References: Performance & Supercomputers

This semester the material on performance and supercomputers is merged -- after all, supercomputing is all about performance. The new slides are here.

From performance analysis, the key ideas are really the tabular breakdown of expected instruction execution counts, CPIs, and clock period; the concepts of real, user, and system time; the different types of benchmarks; and Amdahl's law. Here are a few other interesting things about performance:

The most prominent benchmark is HPL (High Performance Linpack), which solves systems of linear equations mostly by doing lots of matrix multiplies. This is a particularly "supercomputer friendly" benchmark because performance of communication between PEs becomes less important as the problem is scaled-up, and the benchmark allows scaling the problem as big as can fit in the machine rather than timing the same-size problem on all machines. The results are reported as FLOPS obtained in running the benchmark. The Top 500 supercomputers in the world by this metric is a list everyone watches closely... which has been good for UK in that machines operated by CCS historically placed well on it, which is true of fewer than ten US universities. That said, UK is not on the most recent list.
It is worth noting that the machines on the Top 500 list have recently made a turn toward the huge -- with lots of machines now having more than a million cores! Although many-core chips (mostly GPUs) are now common in these machines, we're still on a plateau where scaling up is largely a matter of money rather than new technology, and it seems there's always more money for matters of national pride (i.e., countries fighting for positions at the top of the list). Additionally, when the price/performance improvements due to new technologies slow, budget for big machines in general seems to go up to compensate. Machine cost is not listed, but has definitely gone up sharply over the last decade. You should notice that the US has a lot of machines on the list, but right now we don't have the fastest... and we often don't.
A nice reference for standard benchmarks is SPEC, the Standard Performance Evaluation Corporation. The text has always been fond of SPEC, but it's good to understand that there are many benchmark suites out there, and how much they really matter to you depends on how much your application(s) look like them. For example, the HPL benchmark is very intensely using double-precision floating-point multiply-add, but doesn't even count integer operations. Many applications are dominated by the performance of integer, or even character, processing.
Here's another interesting tidbit: the US government has a variety of metrics that they use for determining if a computer can be exported to a particular country. For example, President Obama set the export limit as 3.0 TFLOPS on March 16, 2012. It's getting hard to control spread of computing technology given the dominance of cluster supercomputers built using largely commodity parts. In August 2022, the Biden administration imposed new restrictions on the sale of various high-end processors and GPUs to China and Russia, and it seems that will be followed by export restrictions on the technologies and equipment used to make high-end chips. A document describing how to measure performance for export control is A PRACTITIONER'S GUIDE TO ADJUSTED PEAK PERFORMANCE from the U.S. Department of Commerce Bureau of Industry and Security. The CAPITALIZATION of that title is theirs... I guess this is important enough to shout about? ;-)

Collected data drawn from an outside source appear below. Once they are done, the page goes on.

/// One listed storage object: its key plus the entity tag used as a cheap
/// equality heuristic by the differ.
#[derive(Debug, Clone, PartialEq, Eq)]
pub struct StoredObject {
    pub key: String,
    pub etag: String,
}

/// Seam to the object-storage service. Implementations are expected to be
/// blocking; the pipeline issues calls strictly sequentially.
pub trait ObjectStore {
    fn list_objects(&self, bucket: &str, prefix: &str) -> Result<Vec<StoredObject>, String>;

    /// Conditional head request: does the object at `bucket`/`key` exist
    /// with exactly this entity tag? Implementations must only return
    /// `Ok(true)` on a confirmed match; "not found" is `Ok(false)`.
    fn head_matches(&self, bucket: &str, key: &str, etag: &str) -> Result<bool, String>;

    fn copy_object(
        &self,
        source_bucket: &str,
        source_key: &str,
        target_bucket: &str,
        target_key: &str,
    ) -> Result<(), String>;

    fn get_object(&self, bucket: &str, key: &str) -> Result<Vec<u8>, String>;

    fn put_object(&self, bucket: &str, key: &str, body: &[u8]) -> Result<(), String>;

    fn delete_objects(&self, bucket: &str, keys: &[String]) -> Result<(), String>;

    fn list_buckets(&self) -> Result<Vec<String>, String>;
}
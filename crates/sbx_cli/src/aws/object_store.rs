use aws_sdk_s3::primitives::ByteStream;
use aws_sdk_s3::types::{Delete, ObjectIdentifier};
use sbx_pipeline::adapters::{ObjectStore, StoredObject};
use tokio::runtime::Handle;

pub struct S3ObjectStore {
    client: aws_sdk_s3::Client,
    handle: Handle,
}

impl S3ObjectStore {
    pub fn new(client: aws_sdk_s3::Client, handle: Handle) -> Self {
        Self { client, handle }
    }
}

impl ObjectStore for S3ObjectStore {
    fn list_objects(&self, bucket: &str, prefix: &str) -> Result<Vec<StoredObject>, String> {
        let client = self.client.clone();
        let bucket = bucket.to_string();
        let prefix = prefix.to_string();

        self.handle.block_on(async move {
            let mut listed = Vec::new();
            let mut continuation: Option<String> = None;

            loop {
                let mut request = client.list_objects_v2().bucket(&bucket).prefix(&prefix);
                if let Some(token) = &continuation {
                    request = request.continuation_token(token);
                }
                let response = request
                    .send()
                    .await
                    .map_err(|error| format!("failed to list {bucket}/{prefix}: {error}"))?;

                listed.extend(response.contents().iter().filter_map(|object| {
                    Some(StoredObject {
                        key: object.key()?.to_string(),
                        etag: object.e_tag()?.to_string(),
                    })
                }));

                match response.next_continuation_token() {
                    Some(token) if response.is_truncated() == Some(true) => {
                        continuation = Some(token.to_string());
                    }
                    _ => break,
                }
            }

            Ok(listed)
        })
    }

    fn head_matches(&self, bucket: &str, key: &str, etag: &str) -> Result<bool, String> {
        let client = self.client.clone();
        let bucket = bucket.to_string();
        let key = key.to_string();
        let etag = etag.to_string();

        // every failure path is a non-match; the caller copies on false
        self.handle.block_on(async move {
            Ok(client
                .head_object()
                .bucket(bucket)
                .key(key)
                .if_match(etag)
                .send()
                .await
                .is_ok())
        })
    }

    fn copy_object(
        &self,
        source_bucket: &str,
        source_key: &str,
        target_bucket: &str,
        target_key: &str,
    ) -> Result<(), String> {
        let client = self.client.clone();
        let copy_source = format!("{source_bucket}/{source_key}");
        let target_bucket = target_bucket.to_string();
        let target_key = target_key.to_string();

        self.handle.block_on(async move {
            client
                .copy_object()
                .copy_source(&copy_source)
                .bucket(&target_bucket)
                .key(&target_key)
                .send()
                .await
                .map(|_| ())
                .map_err(|error| {
                    format!("failed to copy {copy_source} to {target_bucket}/{target_key}: {error}")
                })
        })
    }

    fn get_object(&self, bucket: &str, key: &str) -> Result<Vec<u8>, String> {
        let client = self.client.clone();
        let bucket = bucket.to_string();
        let key = key.to_string();

        self.handle.block_on(async move {
            let response = client
                .get_object()
                .bucket(&bucket)
                .key(&key)
                .send()
                .await
                .map_err(|error| format!("failed to get {bucket}/{key}: {error}"))?;
            let body = response
                .body
                .collect()
                .await
                .map_err(|error| format!("failed to read body of {bucket}/{key}: {error}"))?;
            Ok(body.into_bytes().to_vec())
        })
    }

    fn put_object(&self, bucket: &str, key: &str, body: &[u8]) -> Result<(), String> {
        let client = self.client.clone();
        let bucket = bucket.to_string();
        let key = key.to_string();
        let body = body.to_vec();

        self.handle.block_on(async move {
            client
                .put_object()
                .bucket(&bucket)
                .key(&key)
                .body(ByteStream::from(body))
                .send()
                .await
                .map(|_| ())
                .map_err(|error| format!("failed to write {bucket}/{key}: {error}"))
        })
    }

    fn delete_objects(&self, bucket: &str, keys: &[String]) -> Result<(), String> {
        let client = self.client.clone();
        let bucket = bucket.to_string();

        let identifiers = keys
            .iter()
            .map(|key| {
                ObjectIdentifier::builder()
                    .key(key)
                    .build()
                    .map_err(|error| format!("invalid object key '{key}': {error}"))
            })
            .collect::<Result<Vec<_>, String>>()?;
        let delete = Delete::builder()
            .set_objects(Some(identifiers))
            .build()
            .map_err(|error| format!("failed to build delete request: {error}"))?;

        self.handle.block_on(async move {
            client
                .delete_objects()
                .bucket(&bucket)
                .delete(delete)
                .send()
                .await
                .map(|_| ())
                .map_err(|error| format!("failed to delete objects from {bucket}: {error}"))
        })
    }

    fn list_buckets(&self) -> Result<Vec<String>, String> {
        let client = self.client.clone();

        self.handle.block_on(async move {
            let response = client
                .list_buckets()
                .send()
                .await
                .map_err(|error| format!("failed to list buckets: {error}"))?;
            Ok(response
                .buckets()
                .iter()
                .filter_map(|bucket| bucket.name().map(str::to_string))
                .collect())
        })
    }
}
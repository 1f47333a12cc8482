use base64::engine::general_purpose::STANDARD as BASE64;
use base64::Engine;
use serde::Deserialize;
use serde_yaml::Value;

use crate::github::Deployment;

pub const SANDBOX_ID_PLACEHOLDER: &str = "STAGING_SANDBOX_ID";

/// Extract `(org, repo)` from a chart git URL of the form
/// `git@github.com:org/repo`.
pub fn parse_chart_repo(git_url: &str) -> Result<(String, String), String> {
    let path = git_url
        .split(':')
        .nth(1)
        .ok_or_else(|| format!("chart git URL '{git_url}' has no path component"))?;
    let mut segments = path.split('/');
    match (segments.next(), segments.next()) {
        (Some(org), Some(repo)) if !org.is_empty() && !repo.is_empty() => {
            Ok((org.to_string(), repo.trim_end_matches(".git").to_string()))
        }
        _ => Err(format!("chart git URL '{git_url}' is not org/repo shaped")),
    }
}

/// Combine the fetched templates into one multi-document manifest, flipping
/// automation off for pinned deployments and resolving each chart ref
/// through `resolve_ref(chart, pinned)` (a SHA for pinned charts, a branch
/// ref otherwise).
pub fn render_manifests(
    templates: &[Deployment],
    pins: &[String],
    resolve_ref: &mut dyn FnMut(&Value, bool) -> Result<String, String>,
) -> Result<String, String> {
    let mut documents = Vec::new();

    for deployment in templates {
        let pinned = pins.contains(&deployment.repo);

        for document in serde_yaml::Deserializer::from_str(&deployment.text) {
            let mut document = Value::deserialize(document)
                .map_err(|error| format!("invalid manifest for {}: {error}", deployment.repo))?;
            if document.is_null() {
                continue;
            }

            // automatic image updates are disabled on pinned deployments
            if let Some(automated) = document
                .get_mut("metadata")
                .and_then(|metadata| metadata.get_mut("annotations"))
                .and_then(|annotations| annotations.get_mut("fluxcd.io/automated"))
            {
                if !automated.is_null() {
                    *automated = Value::String((!pinned).to_string());
                }
            }

            let chart_ref = document
                .get("spec")
                .and_then(|spec| spec.get("chart"))
                .and_then(|chart| chart.get("ref"))
                .map(|value| !value.is_null())
                .unwrap_or(false);
            if chart_ref {
                let chart = document["spec"]["chart"].clone();
                let resolved = resolve_ref(&chart, pinned)?;
                document["spec"]["chart"]["ref"] = Value::String(resolved);
            }

            documents.push(document);
        }
    }

    let rendered = documents
        .iter()
        .map(|document| {
            serde_yaml::to_string(document)
                .map_err(|error| format!("failed to render manifest: {error}"))
        })
        .collect::<Result<Vec<_>, _>>()?
        .join("---\n");

    Ok(rendered)
}

/// Substitute the sandbox ID into the rendered manifest and encode it for
/// the workflow input.
pub fn finalize_manifest(manifest: &str, sandbox_id: &str) -> String {
    let substituted = manifest.replace(SANDBOX_ID_PLACEHOLDER, sandbox_id);
    BASE64.encode(substituted)
}
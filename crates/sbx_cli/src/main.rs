//! `sbx` — command-line utilities for managing staging sandboxes: isolated,
//! prefix-namespaced copies of platform data plus the deployments that serve
//! them.

mod aws;
mod commands;
mod github;
mod manifest;
mod term;

use std::path::PathBuf;
use std::process::exit;

use clap::{Parser, Subcommand};

use commands::experiment::ExperimentCommands;
use commands::rds::RdsCommands;
use commands::rotate_ci::RotateCiArgs;
use commands::stage::StageArgs;
use commands::unstage::UnstageArgs;

#[derive(Parser)]
#[command(
    name = "sbx",
    about = "Your one-stop shop for managing staging sandboxes",
    long_about = "Utilities for deploying isolated staging environments, copying \
                  experiment data into them, and tearing them down again."
)]
struct Cli {
    /// Path to the resource-mapping configuration file
    #[arg(long, env = "SBX_CONFIG", default_value = "config.yaml", global = true)]
    config: PathBuf,

    #[command(subcommand)]
    command: Commands,
}

#[derive(Subcommand)]
enum Commands {
    /// Deploy a custom staging environment
    Stage(StageArgs),
    /// Remove a custom staging environment
    Unstage(UnstageArgs),
    /// Manage experiment data
    #[command(subcommand)]
    Experiment(ExperimentCommands),
    /// Relational database helpers
    #[command(subcommand)]
    Rds(RdsCommands),
    /// Rotate and update repository CI credentials
    RotateCi(RotateCiArgs),
}

fn main() {
    let cli = Cli::parse();

    if let Err(message) = run(cli) {
        eprintln!("✖️ {message}");
        exit(1);
    }
}

fn run(cli: Cli) -> Result<(), String> {
    let runtime = tokio::runtime::Runtime::new()
        .map_err(|error| format!("failed to start async runtime: {error}"))?;
    let handle = runtime.handle();

    match cli.command {
        Commands::Stage(args) => commands::stage::run(args, &cli.config, handle),
        Commands::Unstage(args) => commands::unstage::run(args, &cli.config, handle),
        Commands::Experiment(command) => commands::experiment::run(command, &cli.config, handle),
        Commands::Rds(command) => commands::rds::run(command),
        Commands::RotateCi(args) => commands::rotate_ci::run(args, &cli.config, handle),
    }
}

Of course, supercomputing might be fundamentally about larger-scale use of parallel processing, but parallel processing is really the key to high performance in any modern computer system. The amount of parallel processing used inside a typical cell phone exceeds that used in most supercomputers less than three decades ago. Looking at supercomputers gives a glimpse of what's coming to more mundane systems sooner than you'd expect.

The textbook places emphasis on shared memory multiprocessors (SMP stuff) and cache coherence issues. We covered a bit of that here, and coherence basics in memory systems, but it's a small piece of the whole pie because these systems really don't scale very large. That said, AMD is pushing 256 cores.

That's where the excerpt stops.